6. The spray head body assembly of claim 5, wherein said connector is a torsion spring comprising a multi-layer coiled torsion portion, a first extension and a second extension extending from said torsion portion to opposite sides of said first direction; the first extension part is hinged with the sliding block, and the second extension part is hinged with the hinge structure.

7. The spray head body assembly of claim 2, wherein the vanes are flexible bodies or wherein surfaces of the vanes are coated with flexible members.

8. The sprayer body assembly of claim 7, wherein a distance between an edge of the blade distal from the shaft and a bottom surface of the drawer, the bottom surface being disposed opposite the opening, is less than or equal to 1 centimeter.

9. The spray head body assembly of claim 1, wherein the water inlet holes are arranged in rows, each row being provided with a plurality of spaced water inlet holes, the direction of extension of each row being coincident with the direction of extension of the axis of rotation of the impeller.

10. The spray head body assembly of claim 2, wherein the housing comprises:

the top wall is arranged at one side of the opening of the accommodating cavity;

a bottom wall disposed opposite the top wall;

the two second side walls are oppositely arranged, each second side wall is connected between the top wall and the bottom wall, and the second side walls and the top wall and the bottom wall enclose a cavity.

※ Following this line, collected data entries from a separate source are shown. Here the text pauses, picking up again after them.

// src/infra/config.rs — Configuration loading (TOML)

use anyhow::Context;
use serde::{Deserialize, Serialize};
use std::path::Path;
use std::time::Duration;

use crate::infra::errors::DevflowError;
use crate::infra::paths;

#[derive(Debug, Clone, Default, Serialize, Deserialize)]
pub struct Config {
    #[serde(default)]
    pub models: ModelsConfig,

    #[serde(default)]
    pub gateway: GatewayConfig,

    #[serde(default)]
    pub workflow: WorkflowConfig,

    #[serde(default)]
    pub refiner: RefinerConfig,

    #[serde(default)]
    pub tools: ToolsConfig,

    #[serde(default)]
    pub search: SearchConfig,
}

/// Model backbone per role. Unset roles fall back to `default`.
#[derive(Debug, Clone, Serialize, Deserialize)]
pub struct ModelsConfig {
    pub default: String,
    pub engineer: Option<String>,
    pub qa: Option<String>,
    pub devops: Option<String>,
    pub reviewer: Option<String>,
    pub solver: Option<String>,
}

impl Default for ModelsConfig {
    fn default() -> Self {
        Self {
            default: "gpt-4o-mini".into(),
            engineer: None,
            qa: None,
            devops: None,
            reviewer: None,
            solver: None,
        }
    }
}

#[derive(Debug, Clone, Serialize, Deserialize)]
pub struct GatewayConfig {
    /// Total attempts per query, including the first one.
    pub tries: u32,
    pub retry_delay_ms: u64,
    pub backoff_factor: f64,
    pub max_retry_delay_ms: u64,
    /// Default sampling temperature for backends that accept one.
    pub temperature: f32,
    /// Completion cap sent with every request. Unset leaves it to the backend.
    #[serde(default)]
    pub max_tokens: Option<u32>,
    /// Print the running cost estimate to stderr after every model call.
    pub print_cost: bool,
    /// Per-request HTTP timeout.
    pub request_timeout_secs: u64,
}

impl Default for GatewayConfig {
    fn default() -> Self {
        Self {
            tries: 5,
            retry_delay_ms: 5_000,
            backoff_factor: 2.0,
            max_retry_delay_ms: 30_000,
            temperature: 0.7,
            max_tokens: None,
            print_cost: true,
            request_timeout_secs: 300,
        }
    }
}

impl GatewayConfig {
    pub fn request_timeout(&self) -> Duration {
        Duration::from_secs(self.request_timeout_secs)
    }
}

#[derive(Debug, Clone, Serialize, Deserialize)]
pub struct WorkflowConfig {
    pub output_dir: String,
    #[serde(default)]
    pub notes: Vec<String>,
}

impl Default for WorkflowConfig {
    fn default() -> Self {
        Self {
            output_dir: "project_repo".into(),
            notes: Vec::new(),
        }
    }
}

#[derive(Debug, Clone, Serialize, Deserialize)]
pub struct RefinerConfig {
    pub max_steps: u32,
    pub max_refine_attempts: u32,
}

impl Default for RefinerConfig {
    fn default() -> Self {
        Self {
            max_steps: 10,
            max_refine_attempts: 3,
        }
    }
}

#[derive(Debug, Clone, Serialize, Deserialize)]
pub struct ToolsConfig {
    pub interpreter: String,
    pub exec_timeout_secs: u64,
    pub max_output_len: usize,
    pub latex_dir: String,
    pub latex_timeout_secs: u64,
}

impl Default for ToolsConfig {
    fn default() -> Self {
        Self {
            interpreter: "python3".into(),
            exec_timeout_secs: 60,
            max_output_len: 1000,
            latex_dir: "research_dir/tex".into(),
            latex_timeout_secs: 30,
        }
    }
}

#[derive(Debug, Clone, Serialize, Deserialize)]
pub struct SearchConfig {
    pub min_likes: u64,
    pub min_downloads: u64,
    pub top_n: usize,
}

impl Default for SearchConfig {
    fn default() -> Self {
        Self {
            min_likes: 3,
            min_downloads: 50,
            top_n: 10,
        }
    }
}

impl Config {
    /// Load config from the default location, falling back to defaults.
    pub fn load() -> anyhow::Result<Self> {
        match paths::config_file_path() {
            Some(path) if path.exists() => Self::load_from(&path),
            _ => Ok(Self::default()),
        }
    }

    pub fn load_from(path: &Path) -> anyhow::Result<Self> {
        let content = std::fs::read_to_string(path)
            .with_context(|| format!("Failed to read config {}", path.display()))?;
        let config: Config = toml::from_str(&content)
            .with_context(|| format!("Invalid config {}", path.display()))?;
        config
            .validate()
            .with_context(|| format!("Invalid config {}", path.display()))?;
        Ok(config)
    }

    /// Reject values that parse but cannot drive a run.
    pub fn validate(&self) -> Result<(), DevflowError> {
        if self.gateway.tries == 0 {
            return Err(DevflowError::Config("gateway.tries must be at least 1".into()));
        }
        if self.gateway.backoff_factor < 1.0 {
            return Err(DevflowError::Config(
                "gateway.backoff_factor must be at least 1.0".into(),
            ));
        }
        if self.gateway.max_tokens == Some(0) {
            return Err(DevflowError::Config("gateway.max_tokens must be positive".into()));
        }
        if self.tools.interpreter.trim().is_empty() {
            return Err(DevflowError::Config("tools.interpreter is empty".into()));
        }
        Ok(())
    }
}
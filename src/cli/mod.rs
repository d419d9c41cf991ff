// src/cli/mod.rs — CLI definition (clap derive) and shared session setup

pub mod develop;
pub mod exec;
pub mod optimize;
pub mod progress;
pub mod review;
pub mod search;

use std::path::PathBuf;
use std::sync::Arc;

use clap::{Parser, Subcommand};

use crate::infra::config::Config;
use crate::provider::gateway::{ApiKeys, ModelGateway};

#[derive(Parser)]
#[command(
    name = "devflow",
    about = "LLM-driven development workflow with role agents and iterative refiners",
    version
)]
pub struct Cli {
    /// Config file path (defaults to ~/.devflow/config.toml)
    #[arg(long, global = true)]
    pub config: Option<PathBuf>,

    /// Model for every agent and solver (overrides the config file)
    #[arg(short, long, global = true)]
    pub model: Option<String>,

    /// OpenAI API key (falls back to OPENAI_API_KEY)
    #[arg(long, global = true)]
    pub api_key: Option<String>,

    /// Anthropic API key (falls back to ANTHROPIC_API_KEY)
    #[arg(long, global = true)]
    pub anthropic_api_key: Option<String>,

    /// DeepSeek API key (falls back to DEEPSEEK_API_KEY)
    #[arg(long, global = true)]
    pub deepseek_api_key: Option<String>,

    /// Log progress at info level
    #[arg(short, long, global = true)]
    pub verbose: bool,

    /// Suppress progress output (only emit final result)
    #[arg(long, global = true, conflicts_with = "verbose")]
    pub quiet: bool,

    #[command(subcommand)]
    pub command: Commands,
}

#[derive(Subcommand)]
pub enum Commands {
    /// Run the full development workflow for a project
    Develop {
        /// Project description handed to every agent
        #[arg(long)]
        project_name: String,
        /// Output directory (defaults to workflow.output_dir)
        #[arg(short, long)]
        output: Option<PathBuf>,
    },
    /// Generate and iteratively refine a Python script
    Code {
        /// Project description
        #[arg(long, required_unless_present = "file", conflicts_with = "file")]
        description: Option<String>,
        /// Read the project description from a file
        #[arg(long)]
        file: Option<PathBuf>,
        /// Refinement steps (defaults to refiner.max_steps)
        #[arg(long)]
        steps: Option<u32>,
        /// Execute each candidate and feed errors back
        #[arg(long)]
        execute: bool,
        /// Write the best script here instead of stdout
        #[arg(short, long)]
        output: Option<PathBuf>,
    },
    /// Generate and iteratively refine a LaTeX research paper
    Paper {
        #[arg(long)]
        topic: String,
        /// Refinement steps (defaults to refiner.max_steps)
        #[arg(long)]
        steps: Option<u32>,
        /// Compile each candidate with pdflatex and feed errors back
        #[arg(long)]
        compile: bool,
        /// Write the best paper here instead of stdout
        #[arg(short, long)]
        output: Option<PathBuf>,
    },
    /// Review a codebase against a project plan
    Review {
        /// Project plan text
        #[arg(long)]
        plan: String,
        /// File holding the code to review
        #[arg(long)]
        code: PathBuf,
    },
    /// Execute a Python file with the configured interpreter
    Exec { file: PathBuf },
    /// Write a LaTeX file into the build directory and compile it
    Latex {
        file: PathBuf,
        /// Only write temp.tex, skip pdflatex
        #[arg(long)]
        no_compile: bool,
    },
    /// Search Semantic Scholar for open-access papers
    Papers {
        query: String,
        #[arg(short = 'n', long)]
        top_n: Option<usize>,
    },
    /// Search a local dataset catalog (JSON or JSONL)
    Datasets {
        query: String,
        /// Catalog file (defaults to datasets.jsonl in the data directory)
        #[arg(long)]
        catalog: Option<PathBuf>,
        #[arg(short = 'n', long)]
        top_n: Option<usize>,
    },
}

impl Commands {
    /// Whether the command talks to a model.
    pub fn needs_gateway(&self) -> bool {
        matches!(
            self,
            Commands::Develop { .. }
                | Commands::Code { .. }
                | Commands::Paper { .. }
                | Commands::Review { .. }
        )
    }
}

impl Cli {
    /// Apply `--model` on top of the loaded config: it replaces the default
    /// and every per-role override.
    pub fn apply_overrides(&self, config: &mut Config) {
        if let Some(model) = &self.model {
            let models = &mut config.models;
            models.default = model.clone();
            models.engineer = None;
            models.qa = None;
            models.devops = None;
            models.reviewer = None;
            models.solver = None;
        }
    }

    pub fn api_keys(&self) -> ApiKeys {
        ApiKeys::resolve(
            self.api_key.clone(),
            self.anthropic_api_key.clone(),
            self.deepseek_api_key.clone(),
        )
    }
}

/// Gateway over every backend that has a key. With `print_cost` set (and
/// not `--quiet`) the running estimate goes to stderr after each call.
pub fn build_gateway(cli: &Cli, config: &Config) -> anyhow::Result<Arc<ModelGateway>> {
    let mut gateway = ModelGateway::from_keys(&cli.api_keys(), &config.gateway)?;
    if config.gateway.print_cost && !cli.quiet {
        gateway =
            gateway.with_cost_sink(|estimate| eprintln!("{}", progress::format_cost(estimate)));
    }
    Ok(Arc::new(gateway))
}

/// Cost analytics to stderr once a model-using command is done.
pub fn print_cost_report(gateway: &ModelGateway) {
    let costs = gateway.cost_snapshot();
    if costs.total_calls() == 0 {
        return;
    }
    eprintln!();
    eprint!("{}", costs.analytics_report());
}
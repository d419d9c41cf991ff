// src/core/refiner.rs — Generate, score, refine, keep the best
//
// A fixed step budget is the only stopping rule. The candidate produced by
// the last refinement is never scored.

use async_trait::async_trait;

use super::types::{Evaluation, ProgressEvent, RefineOutcome, RefineStatus};
use crate::infra::config::RefinerConfig;

/// One optimization problem: how to produce, score and improve a candidate.
#[async_trait]
pub trait RefineTask: Send + Sync {
    /// Short name for logs and progress ("code", "paper").
    fn label(&self) -> &str;

    /// Initial candidate. `Ok(None)` means the response held nothing usable.
    async fn generate(&self) -> anyhow::Result<Option<String>>;

    async fn evaluate(&self, candidate: &str) -> anyhow::Result<Evaluation>;

    /// Improved candidate, or `Ok(None)` to keep the current one.
    async fn refine(
        &self,
        candidate: &str,
        evaluation: &Evaluation,
    ) -> anyhow::Result<Option<String>>;
}

pub struct Refiner {
    max_steps: u32,
    on_progress: Option<Box<dyn Fn(ProgressEvent) + Send + Sync>>,
}

impl Refiner {
    pub fn new(max_steps: u32) -> Self {
        Self {
            max_steps,
            on_progress: None,
        }
    }

    pub fn from_config(config: &RefinerConfig) -> Self {
        Self::new(config.max_steps)
    }

    pub fn with_progress(mut self, cb: impl Fn(ProgressEvent) + Send + Sync + 'static) -> Self {
        self.on_progress = Some(Box::new(cb));
        self
    }

    pub fn max_steps(&self) -> u32 {
        self.max_steps
    }

    fn emit(&self, event: ProgressEvent) {
        if let Some(ref cb) = self.on_progress {
            cb(event);
        }
    }

    /// Run the loop. Gateway failures during generation propagate; scoring
    /// and refinement failures are logged and absorbed.
    pub async fn optimize(&self, task: &dyn RefineTask) -> anyhow::Result<RefineOutcome> {
        let label = task.label().to_string();

        let Some(mut current) = task.generate().await? else {
            tracing::warn!(task = %label, "Failed to generate initial {}", label);
            self.emit(ProgressEvent::RefineDone {
                label,
                steps: 0,
                best_score: 0.0,
                status: RefineStatus::GenerationFailed,
            });
            return Ok(RefineOutcome::generation_failed());
        };
        self.emit(ProgressEvent::Generated {
            label: label.clone(),
        });

        let mut best: Option<String> = None;
        let mut best_score = 0.0_f64;

        for step in 1..=self.max_steps {
            let evaluation = match task.evaluate(&current).await {
                Ok(e) => e,
                Err(e) => {
                    tracing::warn!(task = %label, step, "Evaluation failed, scoring 0: {:#}", e);
                    Evaluation::failed(format!("Evaluation failed: {e}"))
                }
            };

            if evaluation.score > best_score {
                best_score = evaluation.score;
                best = Some(current.clone());
            }

            tracing::info!(task = %label, step, score = evaluation.score, "Step scored");
            self.emit(ProgressEvent::StepScored {
                label: label.clone(),
                step,
                max_steps: self.max_steps,
                score: evaluation.score,
                best_score,
            });

            let changed = match task.refine(&current, &evaluation).await {
                Ok(Some(next)) => {
                    current = next;
                    true
                }
                Ok(None) => false,
                Err(e) => {
                    tracing::warn!(task = %label, step, "Refinement failed, keeping candidate: {:#}", e);
                    false
                }
            };
            self.emit(ProgressEvent::Refined {
                label: label.clone(),
                step,
                changed,
            });
        }

        self.emit(ProgressEvent::RefineDone {
            label,
            steps: self.max_steps,
            best_score,
            status: RefineStatus::Completed,
        });

        Ok(RefineOutcome {
            best,
            best_score,
            steps: self.max_steps,
            status: RefineStatus::Completed,
        })
    }
}
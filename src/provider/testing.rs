// src/provider/testing.rs — Scripted provider for unit tests

use std::sync::atomic::{AtomicU64, Ordering};
use std::sync::{Arc, Mutex};

use async_trait::async_trait;

use super::catalog::Backend;
use super::gateway::ModelGateway;
use super::retry::RetryConfig;
use super::{ChatRequest, ChatResponse, ModelProvider, StopReason, TokenUsage};
use crate::infra::errors::DevflowError;

type Responder = dyn Fn(&ChatRequest) -> String + Send + Sync;

/// Answers every request through a closure and keeps a copy of each request.
pub(crate) struct ScriptedProvider {
    respond: Box<Responder>,
    pub calls: AtomicU64,
    pub requests: Mutex<Vec<ChatRequest>>,
}

impl ScriptedProvider {
    pub fn new(respond: impl Fn(&ChatRequest) -> String + Send + Sync + 'static) -> Arc<Self> {
        Arc::new(Self {
            respond: Box::new(respond),
            calls: AtomicU64::new(0),
            requests: Mutex::new(Vec::new()),
        })
    }

    pub fn fixed(answer: &str) -> Arc<Self> {
        let answer = answer.to_string();
        Self::new(move |_| answer.clone())
    }

    pub fn last_request(&self) -> ChatRequest {
        self.requests.lock().unwrap().last().cloned().unwrap()
    }
}

#[async_trait]
impl ModelProvider for ScriptedProvider {
    fn id(&self) -> &str {
        "scripted"
    }

    fn name(&self) -> &str {
        "Scripted"
    }

    async fn chat(&self, request: ChatRequest) -> Result<ChatResponse, DevflowError> {
        self.calls.fetch_add(1, Ordering::SeqCst);
        let content = (self.respond)(&request);
        self.requests.lock().unwrap().push(request);
        Ok(ChatResponse {
            content,
            usage: TokenUsage::new(100, 50),
            stop_reason: StopReason::EndTurn,
        })
    }
}

/// OpenAI-backed gateway over `provider`, no retry delay.
pub(crate) fn gateway_over(provider: Arc<ScriptedProvider>) -> Arc<ModelGateway> {
    Arc::new(ModelGateway::new(RetryConfig::immediate(0)).with_provider(Backend::OpenAI, provider))
}
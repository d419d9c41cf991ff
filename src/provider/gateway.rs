// src/provider/gateway.rs — Model gateway: one call signature over every backend
//
// Resolves the model name, routes to the backend's (retry-wrapped) provider,
// and books token usage into the shared cost tracker.

use std::collections::HashMap;
use std::sync::{Arc, Mutex};

use super::anthropic::AnthropicProvider;
use super::catalog::{Backend, ModelSpec};
use super::openai::OpenAIProvider;
use super::retry::{RetryConfig, RetryProvider};
use super::{estimate_tokens, ChatRequest, Message, ModelProvider, StopReason, TokenUsage};
use crate::core::cost::CostTracker;
use crate::infra::config::GatewayConfig;
use crate::infra::errors::DevflowError;

const DEEPSEEK_BASE_URL: &str = "https://api.deepseek.com/v1";

/// API keys per backend. Missing entries are filled from the environment.
#[derive(Debug, Clone, Default)]
pub struct ApiKeys {
    pub openai: Option<String>,
    pub anthropic: Option<String>,
    pub deepseek: Option<String>,
}

impl ApiKeys {
    /// Explicit keys win; otherwise `OPENAI_API_KEY`, `ANTHROPIC_API_KEY`,
    /// `DEEPSEEK_API_KEY`. Empty strings count as absent.
    pub fn resolve(
        openai: Option<String>,
        anthropic: Option<String>,
        deepseek: Option<String>,
    ) -> Self {
        Self {
            openai: non_empty(openai).or_else(|| env_key("OPENAI_API_KEY")),
            anthropic: non_empty(anthropic).or_else(|| env_key("ANTHROPIC_API_KEY")),
            deepseek: non_empty(deepseek).or_else(|| env_key("DEEPSEEK_API_KEY")),
        }
    }

    pub fn is_empty(&self) -> bool {
        self.openai.is_none() && self.anthropic.is_none() && self.deepseek.is_none()
    }
}

fn non_empty(key: Option<String>) -> Option<String> {
    key.filter(|k| !k.trim().is_empty())
}

fn env_key(var: &str) -> Option<String> {
    non_empty(std::env::var(var).ok())
}

/// Per-call knobs for [`ModelGateway::query_with`].
#[derive(Debug, Clone, Default)]
pub struct QueryOptions<'a> {
    pub temperature: Option<f32>,
    /// Label for the cost breakdown (agent role, solver stage, ...).
    pub phase: Option<&'a str>,
}

/// Receives the running cost estimate (USD) after every booked call.
pub type CostSink = Arc<dyn Fn(f64) + Send + Sync>;

pub struct ModelGateway {
    providers: HashMap<Backend, Arc<dyn ModelProvider>>,
    retry: RetryConfig,
    default_temperature: f32,
    max_tokens: Option<u32>,
    cost_sink: Option<CostSink>,
    costs: Arc<Mutex<CostTracker>>,
}

impl ModelGateway {
    /// An empty gateway; register providers with [`with_provider`](Self::with_provider).
    pub fn new(retry: RetryConfig) -> Self {
        Self {
            providers: HashMap::new(),
            retry,
            default_temperature: 0.7,
            max_tokens: None,
            cost_sink: None,
            costs: Arc::new(Mutex::new(CostTracker::new())),
        }
    }

    /// Build a gateway with an HTTP provider for every backend that has a key.
    pub fn from_keys(keys: &ApiKeys, config: &GatewayConfig) -> Result<Self, DevflowError> {
        if keys.is_empty() {
            return Err(DevflowError::NoApiKey);
        }

        let timeout = config.request_timeout();
        let mut gateway = Self::new(RetryConfig::from(config))
            .with_default_temperature(config.temperature)
            .with_max_tokens(config.max_tokens);

        if let Some(key) = &keys.openai {
            gateway = gateway.with_provider(
                Backend::OpenAI,
                Arc::new(OpenAIProvider::new(key.clone()).with_timeout(timeout)),
            );
        }
        if let Some(key) = &keys.anthropic {
            gateway = gateway.with_provider(
                Backend::Anthropic,
                Arc::new(AnthropicProvider::new(key.clone()).with_timeout(timeout)),
            );
        }
        if let Some(key) = &keys.deepseek {
            gateway = gateway.with_provider(
                Backend::DeepSeek,
                Arc::new(
                    OpenAIProvider::with_base_url(
                        "deepseek",
                        "DeepSeek",
                        key.clone(),
                        DEEPSEEK_BASE_URL.into(),
                    )
                    .with_timeout(timeout),
                ),
            );
        }

        Ok(gateway)
    }

    /// Register (or replace) the provider for a backend. It is wrapped in the
    /// gateway's retry policy.
    pub fn with_provider(mut self, backend: Backend, provider: Arc<dyn ModelProvider>) -> Self {
        let wrapped: Arc<dyn ModelProvider> =
            Arc::new(RetryProvider::with_config(provider, self.retry.clone()));
        self.providers.insert(backend, wrapped);
        self
    }

    pub fn with_default_temperature(mut self, temperature: f32) -> Self {
        self.default_temperature = temperature;
        self
    }

    /// Completion cap for every request this gateway sends.
    pub fn with_max_tokens(mut self, max_tokens: Option<u32>) -> Self {
        self.max_tokens = max_tokens;
        self
    }

    pub fn with_cost_sink(mut self, sink: impl Fn(f64) + Send + Sync + 'static) -> Self {
        self.cost_sink = Some(Arc::new(sink));
        self
    }

    pub fn has_backend(&self, backend: Backend) -> bool {
        self.providers.contains_key(&backend)
    }

    /// Shared handle to the cost tracker.
    pub fn costs(&self) -> Arc<Mutex<CostTracker>> {
        self.costs.clone()
    }

    /// Snapshot of the tracker.
    pub fn cost_snapshot(&self) -> CostTracker {
        self.costs
            .lock()
            .map(|t| t.clone())
            .unwrap_or_default()
    }

    /// Current spend estimate in USD.
    pub fn cost_estimate(&self) -> f64 {
        self.costs.lock().map(|t| t.estimate()).unwrap_or(0.0)
    }

    pub fn total_calls(&self) -> u64 {
        self.costs.lock().map(|t| t.total_calls()).unwrap_or(0)
    }

    /// Send a system prompt + user prompt to `model` and return the raw text.
    pub async fn query(
        &self,
        model: &str,
        system_prompt: &str,
        prompt: &str,
    ) -> Result<String, DevflowError> {
        self.query_with(model, system_prompt, prompt, QueryOptions::default())
            .await
    }

    pub async fn query_with(
        &self,
        model: &str,
        system_prompt: &str,
        prompt: &str,
        options: QueryOptions<'_>,
    ) -> Result<String, DevflowError> {
        let spec = ModelSpec::resolve(model)?;
        let provider = self
            .providers
            .get(&spec.backend)
            .ok_or_else(|| DevflowError::MissingApiKey {
                backend: spec.backend.to_string(),
            })?;

        let request = self.build_request(&spec, system_prompt, prompt, &options);

        tracing::debug!(
            model = spec.api_model,
            backend = %spec.backend,
            prompt_chars = prompt.len(),
            "Querying model"
        );

        let response = provider.chat(request).await?;

        if response.stop_reason == StopReason::MaxTokens {
            tracing::warn!(model = spec.api_model, "Response truncated at max_tokens");
        }

        let usage = if response.usage.total() == 0 {
            TokenUsage::new(
                estimate_tokens(system_prompt) + estimate_tokens(prompt),
                estimate_tokens(&response.content),
            )
        } else {
            response.usage.clone()
        };
        self.record_usage(spec.cost_key, &usage, options.phase);

        Ok(response.content)
    }

    fn build_request(
        &self,
        spec: &ModelSpec,
        system_prompt: &str,
        prompt: &str,
        options: &QueryOptions<'_>,
    ) -> ChatRequest {
        if spec.reasoning {
            // No system role and fixed sampling on reasoning models.
            let content = if system_prompt.trim().is_empty() {
                prompt.to_string()
            } else {
                format!("{}\n\n{}", system_prompt.trim(), prompt)
            };
            return ChatRequest {
                model: spec.api_model.to_string(),
                messages: vec![Message::user(content)],
                max_tokens: self.max_tokens,
                temperature: None,
                system: None,
            };
        }

        let temperature = match spec.backend {
            Backend::Anthropic => options.temperature,
            Backend::OpenAI | Backend::DeepSeek => {
                Some(options.temperature.unwrap_or(self.default_temperature))
            }
        };

        ChatRequest {
            model: spec.api_model.to_string(),
            messages: vec![Message::user(prompt)],
            max_tokens: self.max_tokens,
            temperature,
            system: Some(system_prompt.to_string()),
        }
    }

    fn record_usage(&self, cost_key: &str, usage: &TokenUsage, phase: Option<&str>) {
        let estimate = {
            let Ok(mut tracker) = self.costs.lock() else {
                tracing::warn!("Cost tracker lock poisoned; usage not recorded");
                return;
            };
            match phase {
                Some(phase) => tracker.record_with_phase(cost_key, usage, phase),
                None => tracker.record(cost_key, usage),
            }
            tracker.estimate()
        };
        tracing::debug!(estimate, "Current cost estimate");
        if let Some(sink) = &self.cost_sink {
            sink(estimate);
        }
    }
}
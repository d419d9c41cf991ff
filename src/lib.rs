// src/lib.rs — Library root for devflow

pub mod agents;
pub mod cli;
pub mod core;
pub mod extract;
pub mod infra;
pub mod provider;
pub mod solver;
pub mod tools;
pub mod util;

11. The spray head body assembly of claim 10, wherein each of said second side walls is provided with said sliding rails extending in a first direction, opposite ends of said spindle being respectively provided with opposite ones of said sliding rails, at least one of said sliding rails being a second through hole penetrating said second side wall, said spindle passing through said second through hole;

the transmission assembly is arranged on the outer side of the second through hole, and two opposite ends of the transmission assembly in the first direction are respectively and correspondingly connected with the end part of the rotating shaft and the second side wall in a rotatable mode.

12. The spray head body assembly of claim 10 wherein said top wall comprises an inner top wall adjacent said cavity and an outer top wall remote from said cavity, a water inlet space being defined between said inner top wall and said outer top wall, said water inlet opening extending through said inner top wall to communicate said water inlet space with said receiving chamber.

13. The spray head body assembly of claim 12, wherein a booster pump for increasing the inlet water pressure is provided on an outer side of the outer top wall.

14. A laundry treatment apparatus, comprising: the showerhead body assembly of any one of claims 1-13.